- Task statement
In full and without deviation, write out the entries that follow.

(Input data begins)

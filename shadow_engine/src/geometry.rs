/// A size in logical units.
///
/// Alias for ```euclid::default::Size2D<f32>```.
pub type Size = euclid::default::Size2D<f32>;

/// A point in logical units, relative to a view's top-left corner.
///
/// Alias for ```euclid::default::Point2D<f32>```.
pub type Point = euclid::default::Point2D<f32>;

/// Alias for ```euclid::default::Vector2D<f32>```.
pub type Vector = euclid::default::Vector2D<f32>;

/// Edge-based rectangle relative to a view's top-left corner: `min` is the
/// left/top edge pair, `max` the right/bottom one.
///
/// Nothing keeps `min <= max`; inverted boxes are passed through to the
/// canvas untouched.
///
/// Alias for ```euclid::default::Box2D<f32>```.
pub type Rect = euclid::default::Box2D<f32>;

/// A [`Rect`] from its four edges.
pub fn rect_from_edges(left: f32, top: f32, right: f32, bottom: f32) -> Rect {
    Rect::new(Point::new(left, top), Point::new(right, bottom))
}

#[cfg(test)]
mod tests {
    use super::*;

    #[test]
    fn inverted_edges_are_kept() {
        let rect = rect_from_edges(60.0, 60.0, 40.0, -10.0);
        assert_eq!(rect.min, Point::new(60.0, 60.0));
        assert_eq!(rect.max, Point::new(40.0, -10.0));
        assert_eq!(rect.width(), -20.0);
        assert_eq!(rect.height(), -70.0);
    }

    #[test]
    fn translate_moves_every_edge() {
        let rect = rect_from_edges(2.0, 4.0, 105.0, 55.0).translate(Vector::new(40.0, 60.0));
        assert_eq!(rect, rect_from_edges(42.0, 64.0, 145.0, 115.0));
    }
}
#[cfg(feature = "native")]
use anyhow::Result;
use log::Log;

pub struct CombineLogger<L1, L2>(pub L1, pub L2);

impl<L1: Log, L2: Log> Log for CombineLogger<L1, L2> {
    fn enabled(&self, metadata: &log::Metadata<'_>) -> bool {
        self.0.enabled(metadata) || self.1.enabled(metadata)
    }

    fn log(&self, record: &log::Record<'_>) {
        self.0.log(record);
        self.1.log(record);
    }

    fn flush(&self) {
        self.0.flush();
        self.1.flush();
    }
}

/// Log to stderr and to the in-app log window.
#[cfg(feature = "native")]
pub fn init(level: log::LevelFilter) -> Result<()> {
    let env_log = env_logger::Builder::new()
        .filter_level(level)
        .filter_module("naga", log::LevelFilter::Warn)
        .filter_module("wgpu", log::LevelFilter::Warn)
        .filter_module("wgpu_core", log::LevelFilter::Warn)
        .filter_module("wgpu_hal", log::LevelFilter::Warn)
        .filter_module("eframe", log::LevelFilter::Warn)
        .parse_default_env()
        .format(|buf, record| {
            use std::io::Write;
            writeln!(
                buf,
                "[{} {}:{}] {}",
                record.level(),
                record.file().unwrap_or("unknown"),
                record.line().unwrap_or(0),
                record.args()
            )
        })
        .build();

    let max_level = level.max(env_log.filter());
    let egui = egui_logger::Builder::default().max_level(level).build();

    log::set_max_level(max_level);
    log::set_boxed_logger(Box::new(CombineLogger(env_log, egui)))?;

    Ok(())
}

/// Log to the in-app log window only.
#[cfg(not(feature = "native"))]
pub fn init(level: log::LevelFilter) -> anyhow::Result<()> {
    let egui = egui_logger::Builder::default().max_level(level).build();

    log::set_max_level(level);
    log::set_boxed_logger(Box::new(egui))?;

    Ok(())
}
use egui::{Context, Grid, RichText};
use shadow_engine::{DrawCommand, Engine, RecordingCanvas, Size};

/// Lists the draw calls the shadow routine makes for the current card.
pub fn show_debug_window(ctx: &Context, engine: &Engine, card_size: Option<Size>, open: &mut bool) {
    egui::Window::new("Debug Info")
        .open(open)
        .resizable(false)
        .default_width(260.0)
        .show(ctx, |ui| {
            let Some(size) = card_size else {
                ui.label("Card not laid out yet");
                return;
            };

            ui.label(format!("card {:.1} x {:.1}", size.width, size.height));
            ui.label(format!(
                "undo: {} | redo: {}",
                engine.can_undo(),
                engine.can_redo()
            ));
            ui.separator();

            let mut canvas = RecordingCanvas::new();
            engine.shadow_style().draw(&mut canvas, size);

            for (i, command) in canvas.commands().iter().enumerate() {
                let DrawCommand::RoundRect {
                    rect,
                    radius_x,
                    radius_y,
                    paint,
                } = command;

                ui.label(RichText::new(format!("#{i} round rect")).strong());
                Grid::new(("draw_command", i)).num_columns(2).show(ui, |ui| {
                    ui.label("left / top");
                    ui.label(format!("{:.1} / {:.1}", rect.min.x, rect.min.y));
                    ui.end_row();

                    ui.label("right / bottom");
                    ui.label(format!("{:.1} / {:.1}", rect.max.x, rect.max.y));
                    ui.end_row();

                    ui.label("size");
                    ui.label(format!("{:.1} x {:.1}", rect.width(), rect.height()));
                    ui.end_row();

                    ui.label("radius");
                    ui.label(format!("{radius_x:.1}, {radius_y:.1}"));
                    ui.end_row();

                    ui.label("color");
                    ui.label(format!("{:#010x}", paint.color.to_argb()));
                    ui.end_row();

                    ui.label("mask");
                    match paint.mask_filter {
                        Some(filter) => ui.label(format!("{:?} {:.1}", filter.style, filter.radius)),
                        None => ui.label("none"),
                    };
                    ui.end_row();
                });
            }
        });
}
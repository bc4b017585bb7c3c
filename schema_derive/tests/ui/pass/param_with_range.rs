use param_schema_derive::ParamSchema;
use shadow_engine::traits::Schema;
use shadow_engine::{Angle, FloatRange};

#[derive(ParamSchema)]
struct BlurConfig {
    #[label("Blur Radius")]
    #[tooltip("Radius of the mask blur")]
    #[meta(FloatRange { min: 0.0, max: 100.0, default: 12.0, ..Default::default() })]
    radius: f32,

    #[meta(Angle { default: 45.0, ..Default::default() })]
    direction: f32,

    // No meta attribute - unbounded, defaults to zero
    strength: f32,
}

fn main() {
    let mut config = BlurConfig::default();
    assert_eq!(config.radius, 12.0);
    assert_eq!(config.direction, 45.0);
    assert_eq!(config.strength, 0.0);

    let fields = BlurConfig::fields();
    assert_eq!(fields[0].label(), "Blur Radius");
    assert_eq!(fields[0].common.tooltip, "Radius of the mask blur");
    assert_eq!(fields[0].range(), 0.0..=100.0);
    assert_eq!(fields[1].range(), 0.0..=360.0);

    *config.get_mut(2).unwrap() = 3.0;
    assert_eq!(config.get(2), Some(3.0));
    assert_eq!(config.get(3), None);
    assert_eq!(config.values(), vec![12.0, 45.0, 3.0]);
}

(Input data ends)

- Response
filename shadow_engine/src/geometry.rs
/// A size in logical units.
///
/// Alias for ```euclid::default::Size2D<f32>```.
pub type Size = euclid::default::Size2D<f32>;

/// A point in logical units, relative to a view's top-left corner.
///
/// Alias for ```euclid::default::Point2D<f32>```.
pub type Point = euclid::default::Point2D<f32>;

/// Alias for ```euclid::default::Vector2D<f32>```.
pub type Vector = euclid::default::Vector2D<f32>;

/// Edge-based rectangle relative to a view's top-left corner: `min` is the
/// left/top edge pair, `max` the right/bottom one.
///
/// Nothing keeps `min <= max`; inverted boxes are passed through to the
/// canvas untouched.
///
/// Alias for ```euclid::default::Box2D<f32>```.
pub type Rect = euclid::default::Box2D<f32>;

/// A [`Rect`] from its four edges.
pub fn rect_from_edges(left: f32, top: f32, right: f32, bottom: f32) -> Rect {
    Rect::new(Point::new(left, top), Point::new(right, bottom))
}

#[cfg(test)]
mod tests {
    use super::*;

    #[test]
    fn inverted_edges_are_kept() {
        let rect = rect_from_edges(60.0, 60.0, 40.0, -10.0);
        assert_eq!(rect.min, Point::new(60.0, 60.0));
        assert_eq!(rect.max, Point::new(40.0, -10.0));
        assert_eq!(rect.width(), -20.0);
        assert_eq!(rect.height(), -70.0);
    }

    #[test]
    fn translate_moves_every_edge() {
        let rect = rect_from_edges(2.0, 4.0, 105.0, 55.0).translate(Vector::new(40.0, 60.0));
        assert_eq!(rect, rect_from_edges(42.0, 64.0, 145.0, 115.0));
    }
}
#[cfg(feature = "native")]
use anyhow::Result;
use log::Log;

pub struct CombineLogger<L1, L2>(pub L1, pub L2);

impl<L1: Log, L2: Log> Log for CombineLogger<L1, L2> {
    fn enabled(&self, metadata: &log::Metadata<'_>) -> bool {
        self.0.enabled(metadata) || self.1.enabled(metadata)
    }

    fn log(&self, record: &log::Record<'_>) {
        self.0.log(record);
        self.1.log(record);
    }

    fn flush(&self) {
        self.0.flush();
        self.1.flush();
    }
}

/// Log to stderr and to the in-app log window.
#[cfg(feature = "native")]
pub fn init(level: log::LevelFilter) -> Result<()> {
    let env_log = env_logger::Builder::new()
        .filter_level(level)
        .filter_module("naga", log::LevelFilter::Warn)
        .filter_module("wgpu", log::LevelFilter::Warn)
        .filter_module("wgpu_core", log::LevelFilter::Warn)
        .filter_module("wgpu_hal", log::LevelFilter::Warn)
        .filter_module("eframe", log::LevelFilter::Warn)
        .parse_default_env()
        .format(|buf, record| {
            use std::io::Write;
            writeln!(
                buf,
                "[{} {}:{}] {}",
                record.level(),
                record.file().unwrap_or("unknown"),
                record.line().unwrap_or(0),
                record.args()
            )
        })
        .build();

    let max_level = level.max(env_log.filter());
    let egui = egui_logger::Builder::default().max_level(level).build();

    log::set_max_level(max_level);
    log::set_boxed_logger(Box::new(CombineLogger(env_log, egui)))?;

    Ok(())
}

/// Log to the in-app log window only.
#[cfg(not(feature = "native"))]
pub fn init(level: log::LevelFilter) -> anyhow::Result<()> {
    let egui = egui_logger::Builder::default().max_level(level).build();

    log::set_max_level(level);
    log::set_boxed_logger(Box::new(egui))?;

    Ok(())
}
use egui::{Context, Grid, RichText};
use shadow_engine::{DrawCommand, Engine, RecordingCanvas, Size};

/// Lists the draw calls the shadow routine makes for the current card.
pub fn show_debug_window(ctx: &Context, engine: &Engine, card_size: Option<Size>, open: &mut bool) {
    egui::Window::new("Debug Info")
        .open(open)
        .resizable(false)
        .default_width(260.0)
        .show(ctx, |ui| {
            let Some(size) = card_size else {
                ui.label("Card not laid out yet");
                return;
            };

            ui.label(format!("card {:.1} x {:.1}", size.width, size.height));
            ui.label(format!(
                "undo: {} | redo: {}",
                engine.can_undo(),
                engine.can_redo()
            ));
            ui.separator();

            let mut canvas = RecordingCanvas::new();
            engine.shadow_style().draw(&mut canvas, size);

            for (i, command) in canvas.commands().iter().enumerate() {
                let DrawCommand::RoundRect {
                    rect,
                    radius_x,
                    radius_y,
                    paint,
                } = command;

                ui.label(RichText::new(format!("#{i} round rect")).strong());
                Grid::new(("draw_command", i)).num_columns(2).show(ui, |ui| {
                    ui.label("left / top");
                    ui.label(format!("{:.1} / {:.1}", rect.min.x, rect.min.y));
                    ui.end_row();

                    ui.label("right / bottom");
                    ui.label(format!("{:.1} / {:.1}", rect.max.x, rect.max.y));
                    ui.end_row();

                    ui.label("size");
                    ui.label(format!("{:.1} x {:.1}", rect.width(), rect.height()));
                    ui.end_row();

                    ui.label("radius");
                    ui.label(format!("{radius_x:.1}, {radius_y:.1}"));
                    ui.end_row();

                    ui.label("color");
                    ui.label(format!("{:#010x}", paint.color.to_argb()));
                    ui.end_row();

                    ui.label("mask");
                    match paint.mask_filter {
                        Some(filter) => ui.label(format!("{:?} {:.1}", filter.style, filter.radius)),
                        None => ui.label("none"),
                    };
                    ui.end_row();
                });
            }
        });
}
repository bc4b017585bb7c3c
filename schema_derive/tests/ui/pass/param_with_range.rs
use param_schema_derive::ParamSchema;
use shadow_engine::traits::Schema;
use shadow_engine::{Angle, FloatRange};

#[derive(ParamSchema)]
struct BlurConfig {
    #[label("Blur Radius")]
    #[tooltip("Radius of the mask blur")]
    #[meta(FloatRange { min: 0.0, max: 100.0, default: 12.0, ..Default::default() })]
    radius: f32,

    #[meta(Angle { default: 45.0, ..Default::default() })]
    direction: f32,

    // No meta attribute - unbounded, defaults to zero
    strength: f32,
}

fn main() {
    let mut config = BlurConfig::default();
    assert_eq!(config.radius, 12.0);
    assert_eq!(config.direction, 45.0);
    assert_eq!(config.strength, 0.0);

    let fields = BlurConfig::fields();
    assert_eq!(fields[0].label(), "Blur Radius");
    assert_eq!(fields[0].common.tooltip, "Radius of the mask blur");
    assert_eq!(fields[0].range(), 0.0..=100.0);
    assert_eq!(fields[1].range(), 0.0..=360.0);

    *config.get_mut(2).unwrap() = 3.0;
    assert_eq!(config.get(2), Some(3.0));
    assert_eq!(config.get(3), None);
    assert_eq!(config.values(), vec![12.0, 45.0, 3.0]);
}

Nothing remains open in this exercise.